Sin embargo, no cometí ningún delito. Nadie puede elegir de quién se enamora. Y yo me enamoré de una mujer adulta, de una mujer que tiene carnet de conducir y paga sus impuestos. Y ella se enamoró de mí. Y tuvimos un hijo. ¿Dónde está el delito?
Los que ahora se acercan, con los puños apretados, son sicarios que mataron por dinero, traficantes que envenenaron inocentes, o violadores que dejaron trauma y dolor. Y yo no hice nada de eso.
Yo solamente amo a Katie. Ella y yo nos enamoramos desde la primera vez que nos vimos. Incluso antes, cuando empezamos a conversar por Facebook, hubo una conexión inmediata. No me había pasado con nadie.
Ella me buscó a mí, eso es muy tierno. Ni bien cumplió dieciocho años, Katie fue al registro de adopción y preguntó por la identidad de sus padres biológicos. Tenía derecho a hacerlo, porque ya era mayor de edad. Y en el registro le dieron mi nombre y el de mi esposa. Entonces, una tarde, Katie me agregó a Facebook sin decir que era ella. Sin decir que era ese bebé que mi mujer y yo concebimos en el invierno del 98, cuando éramos tan, tan adolescentes, ese bebé que no paraba de llorar y que envolvimos en una manta amarilla, y dimos en adopción sin tristeza, casi con alivio, porque nuestra vida entonces era un caos.
Katie no me dijo que yo era su padre biológico cuando empezamos a chatear. Me lo dijo diez días después; aunque para ese entonces yo ya había notado (para qué negarlo) que teníamos el mismo gesto en nuestras fotos de Facebook.
Cuando me confesó quién era hicimos una cita para vernos. Nos encontramos en un Starbucks. Llegamos, mi esposa y yo, y la abrazamos, y le pedimos perdón, y conversamos.
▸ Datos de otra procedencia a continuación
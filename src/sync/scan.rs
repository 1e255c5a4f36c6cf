//! Local tree walking for the diff engine

use crate::error::{Error, Result};
use crate::index::relative_path;
use std::path::{Path, PathBuf};

/// A regular file found under the sync root
#[derive(Debug, Clone, PartialEq, Eq)]
pub struct LocalFile {
    /// Absolute path
    pub path: PathBuf,

    /// Slash-separated path relative to the root
    pub rel: String,

    /// Size in bytes
    pub size: u64,
}

/// Walk `root` and return every regular file, sorted by path
///
/// Directories and symlinks are not reported. Entries that cannot be read
/// are logged and skipped.
pub fn scan_local(root: &Path) -> Result<Vec<LocalFile>> {
    if !root.is_dir() {
        return Err(Error::NotFound {
            path: root.display().to_string(),
        });
    }

    let mut files = Vec::new();

    for entry in jwalk::WalkDir::new(root)
        .skip_hidden(false)
        .follow_links(false)
        .sort(true)
    {
        let entry = match entry {
            Ok(e) => e,
            Err(e) => {
                tracing::warn!(error = %e, "Error walking directory");
                continue;
            }
        };

        if !entry.file_type().is_file() {
            continue;
        }

        let path = entry.path();
        let Some(rel) = relative_path(root, &path) else {
            continue;
        };

        let size = match entry.metadata() {
            Ok(m) => m.len(),
            Err(e) => {
                tracing::warn!(path = %path.display(), error = %e, "Cannot stat file, skipping");
                continue;
            }
        };

        files.push(LocalFile { path, rel, size });
    }

    files.sort_by(|a, b| a.rel.cmp(&b.rel));
    Ok(files)
}
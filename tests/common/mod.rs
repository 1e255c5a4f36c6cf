//! Shared fixtures: a call-recording, fault-injecting content store

#![allow(dead_code)]

use async_trait::async_trait;
use bytes::Bytes;
use ossync::config::Config;
use ossync::error::{Error, Result};
use ossync::storage::{CloudClient, LocalStore, SyncDirListing, UploadToken, WorkspaceSyncMeta};
use ossync::types::Index;
use std::collections::{HashMap, HashSet};
use std::fs;
use std::path::{Path, PathBuf};
use std::sync::Mutex;
use std::time::Duration;
use tempfile::TempDir;

/// One call observed by `RecordingClient`
#[derive(Debug, Clone, PartialEq, Eq)]
pub enum Call {
    FetchIndex,
    Token(String),
    PutStarted(String),
    PutFinished(String),
    ObjectUrl(String),
    /// Relative path and the timeout the fetch was given
    Fetch(String, Duration),
    Delete(Vec<String>),
}

/// How a put for a given relative path misbehaves
#[derive(Debug, Clone)]
pub enum Fault {
    /// Fail every attempt with a retryable error
    Always,
    /// Fail every attempt with an authentication error
    Auth,
    /// Fail only the first attempt
    Once,
}

/// `LocalStore` wrapper that records calls and injects put failures
pub struct RecordingClient {
    inner: LocalStore,
    calls: Mutex<Vec<Call>>,
    faults: Mutex<HashMap<String, Fault>>,
    fetch_faults: Mutex<HashSet<String>>,
    put_delay: Mutex<Duration>,
}

impl RecordingClient {
    pub fn new(root: &Path) -> Self {
        Self {
            inner: LocalStore::new(root.to_path_buf(), "ossync", "u1"),
            calls: Mutex::new(Vec::new()),
            faults: Mutex::new(HashMap::new()),
            fetch_faults: Mutex::new(HashSet::new()),
            put_delay: Mutex::new(Duration::ZERO),
        }
    }

    pub fn fail_put(&self, rel: &str, fault: Fault) {
        self.faults.lock().unwrap().insert(rel.to_string(), fault);
    }

    /// Fail every fetch of `rel` with a retryable error
    pub fn fail_fetch(&self, rel: &str) {
        self.fetch_faults.lock().unwrap().insert(rel.to_string());
    }

    pub fn set_put_delay(&self, delay: Duration) {
        *self.put_delay.lock().unwrap() = delay;
    }

    pub fn calls(&self) -> Vec<Call> {
        self.calls.lock().unwrap().clone()
    }

    pub fn clear_calls(&self) {
        self.calls.lock().unwrap().clear();
    }

    pub fn count(&self, pred: impl Fn(&Call) -> bool) -> usize {
        self.calls().iter().filter(|c| pred(c)).count()
    }

    fn record(&self, call: Call) {
        self.calls.lock().unwrap().push(call);
    }
}

/// Relative path of an object key under `sync/main`
fn rel_of(key: &str) -> String {
    key.splitn(5, '/').nth(4).unwrap_or(key).to_string()
}

/// Relative path of a `file://` object URL under `sync/main`
fn rel_of_url(url: &str) -> String {
    url.split_once("/ossync/u1/sync/main/")
        .map(|(_, rel)| rel)
        .unwrap_or(url)
        .to_string()
}

#[async_trait]
impl CloudClient for RecordingClient {
    async fn fetch_remote_index(&self, dir_path: &str) -> Result<Index> {
        self.record(Call::FetchIndex);
        self.inner.fetch_remote_index(dir_path).await
    }

    async fn request_upload_token(&self, rel_path: &str, dir_path: &str, length: u64) -> Result<UploadToken> {
        self.record(Call::Token(rel_path.to_string()));
        self.inner.request_upload_token(rel_path, dir_path, length).await
    }

    async fn put_object(&self, token: &UploadToken, key: &str, local_path: &Path) -> Result<()> {
        let rel = rel_of(key);
        self.record(Call::PutStarted(rel.clone()));

        let fault = {
            let mut faults = self.faults.lock().unwrap();
            match faults.get(&rel).cloned() {
                Some(Fault::Once) => {
                    faults.remove(&rel);
                    Some(Fault::Once)
                }
                other => other,
            }
        };
        match fault {
            Some(Fault::Always) | Some(Fault::Once) => return Err(Error::connection("injected failure", None)),
            Some(Fault::Auth) => return Err(Error::auth("session expired")),
            None => {}
        }

        let delay = *self.put_delay.lock().unwrap();
        if !delay.is_zero() {
            tokio::time::sleep(delay).await;
        }

        let result = self.inner.put_object(token, key, local_path).await;
        self.record(Call::PutFinished(rel));
        result
    }

    async fn get_object_url(&self, dir_path: &str, rel_path: &str) -> Result<String> {
        self.record(Call::ObjectUrl(rel_path.to_string()));
        self.inner.get_object_url(dir_path, rel_path).await
    }

    async fn fetch_bytes(&self, url: &str, timeout: Duration) -> Result<Bytes> {
        let rel = rel_of_url(url);
        self.record(Call::Fetch(rel.clone(), timeout));
        if self.fetch_faults.lock().unwrap().contains(&rel) {
            return Err(Error::connection("injected fetch failure", None));
        }
        self.inner.fetch_bytes(url, timeout).await
    }

    async fn delete_objects(&self, dir_path: &str, rel_paths: &[String]) -> Result<()> {
        self.record(Call::Delete(rel_paths.to_vec()));
        self.inner.delete_objects(dir_path, rel_paths).await
    }

    async fn list_sync_directories(&self) -> Result<SyncDirListing> {
        self.inner.list_sync_directories().await
    }

    async fn create_sync_directory(&self, name: &str) -> Result<()> {
        self.inner.create_sync_directory(name).await
    }

    async fn remove_sync_directory(&self, dir_path: &str) -> Result<()> {
        self.inner.remove_sync_directory(dir_path).await
    }

    async fn workspace_sync_version(&self, dir_path: &str) -> Result<i64> {
        self.inner.workspace_sync_version(dir_path).await
    }

    async fn workspace_sync_meta(&self, dir_path: &str) -> Result<WorkspaceSyncMeta> {
        self.inner.workspace_sync_meta(dir_path).await
    }
}

/// Remote directory used by every test
pub const REMOTE_DIR: &str = "sync/main";

/// Config with fast retries for account `u1`
pub fn test_config() -> Config {
    Config {
        account_id: "u1".to_string(),
        upload_retry_delay_ms: 1,
        ..Config::default()
    }
}

/// Create a test file with specified content
pub fn create_file(dir: &TempDir, name: &str, content: &[u8]) -> PathBuf {
    let path = dir.path().join(name);
    if let Some(parent) = path.parent() {
        fs::create_dir_all(parent).unwrap();
    }
    fs::write(&path, content).unwrap();
    path
}

/// Get file content
pub fn read_file(dir: &TempDir, name: &str) -> Vec<u8> {
    fs::read(dir.path().join(name)).unwrap()
}

/// Check if file exists
pub fn file_exists(dir: &TempDir, name: &str) -> bool {
    dir.path().join(name).exists()
}

/// Path of a stored object inside the store root
pub fn object_path(store: &TempDir, rel: &str) -> PathBuf {
    store.path().join("ossync/u1").join(REMOTE_DIR).join(rel)
}

/// Write a raw remote object and return its path
pub fn put_remote(store: &TempDir, rel: &str, content: &[u8]) -> PathBuf {
    let path = object_path(store, rel);
    fs::create_dir_all(path.parent().unwrap()).unwrap();
    fs::write(&path, content).unwrap();
    path
}

/// Overwrite the remote index object
pub fn put_remote_index(store: &TempDir, index: &Index) {
    put_remote(store, "index.json", &serde_json::to_vec(index).unwrap());
}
Tres meses después la trajimos a casa, y conoció a nuestras dos hijas menores, a sus hermanas, y entonces Katie nos pidió quedarse a vivir con nosotros.
Yo al principio dudé, porque sabía lo que estaba pasando en mi corazón. ¿Pero cómo podía decirle que no? ¿Cómo iba a abandonarla, por segunda vez en la vida?
Mi matrimonio era un desastre desde hacía mucho, Katie no tuvo nada que ver con eso. Yo estaba hundido en una depresión muy grande, por eso cuando llegó ella a casa me cambió el humor. Todos lo notaron, también en el trabajo. El corazón me saltaba de alegría cuando nos quedábamos solos. Los dos tenemos insomnio (es genético). Entonces Katie preparaba café y me contaba su vida.
Yo no la miraba como miro a mis dos hijas. A las nenas las vi nacer, les cambié los pañales. Cuando Katie llegó a mi vida ya era una mujer adulta. No solo en un sentido legal, era una MUJER… con todas las letras. En mi memoria no está el archivo de sus noches de llanto, ni de sus cólicos. No la vi crecer. Nunca se sentó en mis rodillas para repasar el alfabeto. Katie llegó a mi vida como cualquier mujer joven (y hermosa) llega a la vida de un hombre que ya no creía en el amor. Pero ellos no lo entienden, los que ahora me arrinconan en el patio de la cárcel, no lo entienden. Son traficantes, sicarios, hay incluso violadores. Me quieren dar una lección. Me arrinconan en círculo y yo estoy en el medio. Cierran filas; me miran con odio. A un costado los guardias, que son seis, al mismo tiempo, dejan de vigilar el patio. Los guardias bajan la vista, y los presos saben que tienen zona liberada. Es el mediodía del 9 de febrero. Siento un escupitajo en la cara; alguien me grita «monstruo». El primer golpe llega de atrás y me quiebra una costilla. Entonces cierro los ojos, y pienso en Katie.